What is needed - Your answer should consist of every line in the records that holds "XResponse".

The input -
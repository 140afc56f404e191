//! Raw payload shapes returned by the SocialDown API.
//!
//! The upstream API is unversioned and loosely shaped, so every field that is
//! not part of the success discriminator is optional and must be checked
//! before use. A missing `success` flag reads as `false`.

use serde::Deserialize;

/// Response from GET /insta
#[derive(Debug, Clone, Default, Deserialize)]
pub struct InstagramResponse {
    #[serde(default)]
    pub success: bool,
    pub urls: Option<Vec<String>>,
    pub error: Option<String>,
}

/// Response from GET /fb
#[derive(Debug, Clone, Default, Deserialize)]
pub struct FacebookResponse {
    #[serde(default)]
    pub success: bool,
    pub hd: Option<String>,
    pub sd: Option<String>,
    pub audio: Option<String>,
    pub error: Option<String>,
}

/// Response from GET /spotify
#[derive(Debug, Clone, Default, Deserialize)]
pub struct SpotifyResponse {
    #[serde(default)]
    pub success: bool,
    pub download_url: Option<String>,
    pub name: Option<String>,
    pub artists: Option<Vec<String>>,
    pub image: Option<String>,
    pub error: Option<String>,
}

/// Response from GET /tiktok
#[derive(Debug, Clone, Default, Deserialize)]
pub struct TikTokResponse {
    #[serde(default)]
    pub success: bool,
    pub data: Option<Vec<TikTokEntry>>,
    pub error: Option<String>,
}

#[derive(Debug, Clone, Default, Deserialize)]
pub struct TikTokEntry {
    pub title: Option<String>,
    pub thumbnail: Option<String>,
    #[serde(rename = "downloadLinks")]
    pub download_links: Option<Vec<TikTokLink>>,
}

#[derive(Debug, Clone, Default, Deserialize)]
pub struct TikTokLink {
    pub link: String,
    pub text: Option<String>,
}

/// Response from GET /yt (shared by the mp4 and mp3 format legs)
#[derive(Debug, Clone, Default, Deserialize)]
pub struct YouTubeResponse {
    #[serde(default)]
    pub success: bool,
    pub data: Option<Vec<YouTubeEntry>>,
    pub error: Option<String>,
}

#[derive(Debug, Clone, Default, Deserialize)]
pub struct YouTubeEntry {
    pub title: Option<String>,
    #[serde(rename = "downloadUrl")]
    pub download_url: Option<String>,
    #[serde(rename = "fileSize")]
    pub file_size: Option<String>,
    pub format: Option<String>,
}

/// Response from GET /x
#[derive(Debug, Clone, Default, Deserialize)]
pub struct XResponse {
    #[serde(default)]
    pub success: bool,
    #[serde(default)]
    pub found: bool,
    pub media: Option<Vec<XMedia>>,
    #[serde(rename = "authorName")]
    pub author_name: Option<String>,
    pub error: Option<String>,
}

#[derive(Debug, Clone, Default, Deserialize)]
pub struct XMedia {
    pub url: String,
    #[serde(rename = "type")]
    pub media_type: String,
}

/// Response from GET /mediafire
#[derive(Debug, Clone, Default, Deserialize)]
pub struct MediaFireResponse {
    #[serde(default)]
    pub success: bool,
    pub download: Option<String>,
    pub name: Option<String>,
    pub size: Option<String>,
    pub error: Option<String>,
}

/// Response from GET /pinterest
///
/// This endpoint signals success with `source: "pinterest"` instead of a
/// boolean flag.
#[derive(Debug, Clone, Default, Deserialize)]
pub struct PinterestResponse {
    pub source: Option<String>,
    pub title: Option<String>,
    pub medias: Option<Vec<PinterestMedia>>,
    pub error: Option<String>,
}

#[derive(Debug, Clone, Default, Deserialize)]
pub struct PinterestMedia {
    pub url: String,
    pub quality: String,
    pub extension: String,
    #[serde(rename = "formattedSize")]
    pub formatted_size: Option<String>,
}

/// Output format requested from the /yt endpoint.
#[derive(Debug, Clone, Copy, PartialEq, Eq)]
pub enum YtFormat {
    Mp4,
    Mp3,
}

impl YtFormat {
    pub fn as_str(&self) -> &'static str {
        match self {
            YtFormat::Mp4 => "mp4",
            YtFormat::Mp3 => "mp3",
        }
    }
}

---

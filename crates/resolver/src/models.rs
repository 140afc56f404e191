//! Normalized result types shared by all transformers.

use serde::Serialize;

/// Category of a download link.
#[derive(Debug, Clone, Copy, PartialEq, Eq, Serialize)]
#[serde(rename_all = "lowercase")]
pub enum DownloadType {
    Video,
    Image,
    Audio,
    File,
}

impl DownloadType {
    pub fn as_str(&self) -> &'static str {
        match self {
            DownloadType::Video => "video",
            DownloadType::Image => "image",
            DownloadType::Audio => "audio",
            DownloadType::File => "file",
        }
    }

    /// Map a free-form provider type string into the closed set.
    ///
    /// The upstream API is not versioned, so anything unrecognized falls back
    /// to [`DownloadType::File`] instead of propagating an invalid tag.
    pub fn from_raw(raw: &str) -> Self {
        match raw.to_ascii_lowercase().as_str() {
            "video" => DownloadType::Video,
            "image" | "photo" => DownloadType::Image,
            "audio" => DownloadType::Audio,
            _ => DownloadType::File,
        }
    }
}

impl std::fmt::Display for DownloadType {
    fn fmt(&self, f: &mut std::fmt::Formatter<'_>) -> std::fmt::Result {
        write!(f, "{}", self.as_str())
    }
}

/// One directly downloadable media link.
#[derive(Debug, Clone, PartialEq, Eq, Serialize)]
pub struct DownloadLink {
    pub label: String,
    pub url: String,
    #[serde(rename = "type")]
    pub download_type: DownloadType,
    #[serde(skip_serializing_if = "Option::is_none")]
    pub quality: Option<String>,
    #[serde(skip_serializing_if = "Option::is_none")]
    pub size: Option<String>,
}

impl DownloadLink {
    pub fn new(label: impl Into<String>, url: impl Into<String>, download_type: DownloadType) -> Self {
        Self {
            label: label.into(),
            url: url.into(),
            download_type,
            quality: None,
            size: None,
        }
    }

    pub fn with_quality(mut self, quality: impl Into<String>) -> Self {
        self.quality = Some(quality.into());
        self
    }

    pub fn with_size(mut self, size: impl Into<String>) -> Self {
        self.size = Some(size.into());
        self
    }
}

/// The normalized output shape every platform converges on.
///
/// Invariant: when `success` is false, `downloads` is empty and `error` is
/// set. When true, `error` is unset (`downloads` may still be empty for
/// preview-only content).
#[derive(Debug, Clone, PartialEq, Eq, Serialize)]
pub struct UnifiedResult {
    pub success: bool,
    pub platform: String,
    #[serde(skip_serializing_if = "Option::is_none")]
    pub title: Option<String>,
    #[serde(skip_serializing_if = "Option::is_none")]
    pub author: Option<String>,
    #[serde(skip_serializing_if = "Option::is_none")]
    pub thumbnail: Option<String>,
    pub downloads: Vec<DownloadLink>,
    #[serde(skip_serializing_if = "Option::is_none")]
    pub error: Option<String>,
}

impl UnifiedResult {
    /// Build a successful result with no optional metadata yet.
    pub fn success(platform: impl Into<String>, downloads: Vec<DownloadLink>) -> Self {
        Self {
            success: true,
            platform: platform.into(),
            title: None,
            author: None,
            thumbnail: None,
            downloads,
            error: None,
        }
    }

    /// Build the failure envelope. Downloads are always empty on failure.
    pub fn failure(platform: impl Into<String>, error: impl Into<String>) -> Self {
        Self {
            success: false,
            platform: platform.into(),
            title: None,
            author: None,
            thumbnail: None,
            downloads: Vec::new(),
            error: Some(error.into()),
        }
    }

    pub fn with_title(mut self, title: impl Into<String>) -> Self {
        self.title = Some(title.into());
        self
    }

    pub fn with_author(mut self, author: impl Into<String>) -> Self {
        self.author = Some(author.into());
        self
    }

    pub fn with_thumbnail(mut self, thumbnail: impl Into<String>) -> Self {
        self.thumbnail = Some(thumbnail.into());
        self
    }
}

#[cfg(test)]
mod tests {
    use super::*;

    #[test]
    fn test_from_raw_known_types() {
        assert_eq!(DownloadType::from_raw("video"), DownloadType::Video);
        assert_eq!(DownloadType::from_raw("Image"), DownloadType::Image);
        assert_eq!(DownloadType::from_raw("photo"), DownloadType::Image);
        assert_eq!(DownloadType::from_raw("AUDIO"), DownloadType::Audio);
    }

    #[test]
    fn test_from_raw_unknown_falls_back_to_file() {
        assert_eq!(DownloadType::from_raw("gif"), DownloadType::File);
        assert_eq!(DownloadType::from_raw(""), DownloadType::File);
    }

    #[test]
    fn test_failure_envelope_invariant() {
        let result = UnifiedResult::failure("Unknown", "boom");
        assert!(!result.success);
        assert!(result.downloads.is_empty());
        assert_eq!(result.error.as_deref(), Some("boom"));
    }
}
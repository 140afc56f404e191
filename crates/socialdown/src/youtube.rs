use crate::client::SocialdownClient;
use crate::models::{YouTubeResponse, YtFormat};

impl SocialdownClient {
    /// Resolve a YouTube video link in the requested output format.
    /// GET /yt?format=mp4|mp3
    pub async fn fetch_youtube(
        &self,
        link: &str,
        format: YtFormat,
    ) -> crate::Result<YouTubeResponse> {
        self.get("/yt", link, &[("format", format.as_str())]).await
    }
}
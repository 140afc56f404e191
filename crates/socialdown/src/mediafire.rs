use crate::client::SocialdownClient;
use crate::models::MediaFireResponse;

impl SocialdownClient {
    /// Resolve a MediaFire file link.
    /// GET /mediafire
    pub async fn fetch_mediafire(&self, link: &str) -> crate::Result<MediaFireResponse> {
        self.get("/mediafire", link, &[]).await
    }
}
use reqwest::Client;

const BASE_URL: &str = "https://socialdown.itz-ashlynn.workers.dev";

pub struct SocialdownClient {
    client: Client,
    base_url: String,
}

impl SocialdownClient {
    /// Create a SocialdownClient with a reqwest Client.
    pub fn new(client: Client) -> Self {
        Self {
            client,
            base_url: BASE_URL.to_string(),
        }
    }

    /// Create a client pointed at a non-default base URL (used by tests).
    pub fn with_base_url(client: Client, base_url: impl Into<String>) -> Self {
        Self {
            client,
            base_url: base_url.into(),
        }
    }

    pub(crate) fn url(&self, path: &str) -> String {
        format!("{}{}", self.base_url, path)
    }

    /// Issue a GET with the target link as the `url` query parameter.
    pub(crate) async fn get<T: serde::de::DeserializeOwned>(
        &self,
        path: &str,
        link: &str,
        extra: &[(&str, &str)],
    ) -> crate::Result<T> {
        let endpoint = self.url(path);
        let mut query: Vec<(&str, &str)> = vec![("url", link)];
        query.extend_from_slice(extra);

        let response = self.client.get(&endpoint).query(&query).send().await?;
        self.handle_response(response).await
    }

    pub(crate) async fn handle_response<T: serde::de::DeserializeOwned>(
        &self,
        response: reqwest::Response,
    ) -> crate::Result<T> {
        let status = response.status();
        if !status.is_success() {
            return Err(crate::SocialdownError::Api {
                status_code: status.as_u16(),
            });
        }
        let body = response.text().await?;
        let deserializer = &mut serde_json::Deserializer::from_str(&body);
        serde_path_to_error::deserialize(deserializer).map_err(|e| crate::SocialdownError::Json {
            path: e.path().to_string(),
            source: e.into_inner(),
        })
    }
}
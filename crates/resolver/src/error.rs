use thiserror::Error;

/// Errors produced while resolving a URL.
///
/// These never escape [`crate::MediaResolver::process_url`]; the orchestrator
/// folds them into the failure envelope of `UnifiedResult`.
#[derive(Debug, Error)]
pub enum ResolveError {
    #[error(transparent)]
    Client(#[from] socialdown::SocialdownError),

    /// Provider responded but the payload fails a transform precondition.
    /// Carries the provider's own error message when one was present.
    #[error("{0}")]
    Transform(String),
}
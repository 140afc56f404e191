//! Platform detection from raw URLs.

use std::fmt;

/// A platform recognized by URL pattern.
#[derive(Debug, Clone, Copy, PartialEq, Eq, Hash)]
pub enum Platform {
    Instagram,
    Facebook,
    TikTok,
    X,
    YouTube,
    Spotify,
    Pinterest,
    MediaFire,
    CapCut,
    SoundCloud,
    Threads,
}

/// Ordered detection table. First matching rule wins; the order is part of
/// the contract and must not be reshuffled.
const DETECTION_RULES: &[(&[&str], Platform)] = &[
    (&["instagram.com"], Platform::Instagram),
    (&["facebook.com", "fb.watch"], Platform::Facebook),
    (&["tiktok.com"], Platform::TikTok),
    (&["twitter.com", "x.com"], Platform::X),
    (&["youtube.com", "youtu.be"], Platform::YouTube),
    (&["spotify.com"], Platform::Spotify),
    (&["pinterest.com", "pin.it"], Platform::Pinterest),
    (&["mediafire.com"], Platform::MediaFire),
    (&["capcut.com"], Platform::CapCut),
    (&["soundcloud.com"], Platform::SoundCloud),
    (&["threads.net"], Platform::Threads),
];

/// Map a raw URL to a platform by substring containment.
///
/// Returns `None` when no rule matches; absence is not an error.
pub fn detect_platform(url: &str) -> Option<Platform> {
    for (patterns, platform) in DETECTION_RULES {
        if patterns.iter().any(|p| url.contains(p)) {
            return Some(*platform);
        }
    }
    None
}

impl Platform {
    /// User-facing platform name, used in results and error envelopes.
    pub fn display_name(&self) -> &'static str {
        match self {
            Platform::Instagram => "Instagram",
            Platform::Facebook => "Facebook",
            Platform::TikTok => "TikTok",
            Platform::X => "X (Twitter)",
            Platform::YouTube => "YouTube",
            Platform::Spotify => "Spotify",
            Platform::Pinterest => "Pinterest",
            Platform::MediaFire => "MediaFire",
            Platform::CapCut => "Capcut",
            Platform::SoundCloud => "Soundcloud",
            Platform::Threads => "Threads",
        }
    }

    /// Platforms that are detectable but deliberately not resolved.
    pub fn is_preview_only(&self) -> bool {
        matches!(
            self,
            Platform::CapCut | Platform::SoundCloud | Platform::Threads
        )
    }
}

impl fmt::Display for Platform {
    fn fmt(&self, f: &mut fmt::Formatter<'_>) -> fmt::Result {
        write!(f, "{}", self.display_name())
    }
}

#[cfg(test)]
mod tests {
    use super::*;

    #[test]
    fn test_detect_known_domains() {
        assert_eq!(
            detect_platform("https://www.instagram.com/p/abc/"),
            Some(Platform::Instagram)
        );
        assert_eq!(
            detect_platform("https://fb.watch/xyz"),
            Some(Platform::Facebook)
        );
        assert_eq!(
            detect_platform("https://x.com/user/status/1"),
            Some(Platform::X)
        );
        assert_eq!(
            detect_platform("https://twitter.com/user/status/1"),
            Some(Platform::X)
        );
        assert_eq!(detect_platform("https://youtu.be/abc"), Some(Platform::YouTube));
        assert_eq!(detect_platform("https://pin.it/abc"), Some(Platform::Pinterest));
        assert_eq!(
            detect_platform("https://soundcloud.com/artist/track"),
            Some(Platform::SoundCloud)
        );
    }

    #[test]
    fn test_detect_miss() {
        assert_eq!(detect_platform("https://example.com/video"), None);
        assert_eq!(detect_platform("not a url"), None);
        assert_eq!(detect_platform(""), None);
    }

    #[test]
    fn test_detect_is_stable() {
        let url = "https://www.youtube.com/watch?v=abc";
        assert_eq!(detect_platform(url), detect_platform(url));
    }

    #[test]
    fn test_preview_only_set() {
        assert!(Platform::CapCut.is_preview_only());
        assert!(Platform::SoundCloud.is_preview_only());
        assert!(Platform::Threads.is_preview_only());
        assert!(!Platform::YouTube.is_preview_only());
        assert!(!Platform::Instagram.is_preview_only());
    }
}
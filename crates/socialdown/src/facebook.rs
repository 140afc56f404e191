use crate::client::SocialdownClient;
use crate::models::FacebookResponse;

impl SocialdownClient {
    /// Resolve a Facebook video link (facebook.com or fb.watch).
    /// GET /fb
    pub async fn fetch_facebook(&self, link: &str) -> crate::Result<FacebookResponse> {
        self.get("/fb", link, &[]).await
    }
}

...

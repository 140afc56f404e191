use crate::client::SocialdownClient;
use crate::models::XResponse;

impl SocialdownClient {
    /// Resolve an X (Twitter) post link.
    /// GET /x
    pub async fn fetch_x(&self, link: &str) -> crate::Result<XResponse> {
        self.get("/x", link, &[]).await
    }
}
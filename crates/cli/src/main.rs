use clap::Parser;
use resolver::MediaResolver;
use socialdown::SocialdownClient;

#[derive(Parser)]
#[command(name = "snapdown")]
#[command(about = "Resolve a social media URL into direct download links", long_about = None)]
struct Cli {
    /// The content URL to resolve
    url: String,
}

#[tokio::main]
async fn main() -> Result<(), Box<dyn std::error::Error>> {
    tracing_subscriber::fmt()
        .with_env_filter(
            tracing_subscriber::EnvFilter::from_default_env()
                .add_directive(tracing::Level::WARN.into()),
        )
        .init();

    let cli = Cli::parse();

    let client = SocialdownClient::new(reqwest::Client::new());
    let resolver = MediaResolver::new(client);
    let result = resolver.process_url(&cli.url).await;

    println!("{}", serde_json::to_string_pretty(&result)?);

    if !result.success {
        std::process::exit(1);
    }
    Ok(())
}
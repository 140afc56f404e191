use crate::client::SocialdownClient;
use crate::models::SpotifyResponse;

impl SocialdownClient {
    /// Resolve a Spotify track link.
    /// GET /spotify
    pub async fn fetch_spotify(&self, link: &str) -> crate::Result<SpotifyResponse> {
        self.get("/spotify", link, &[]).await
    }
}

Written response -
pub struct XResponse {
use crate::models::XResponse;
    pub async fn fetch_x(&self, link: &str) -> crate::Result<XResponse> {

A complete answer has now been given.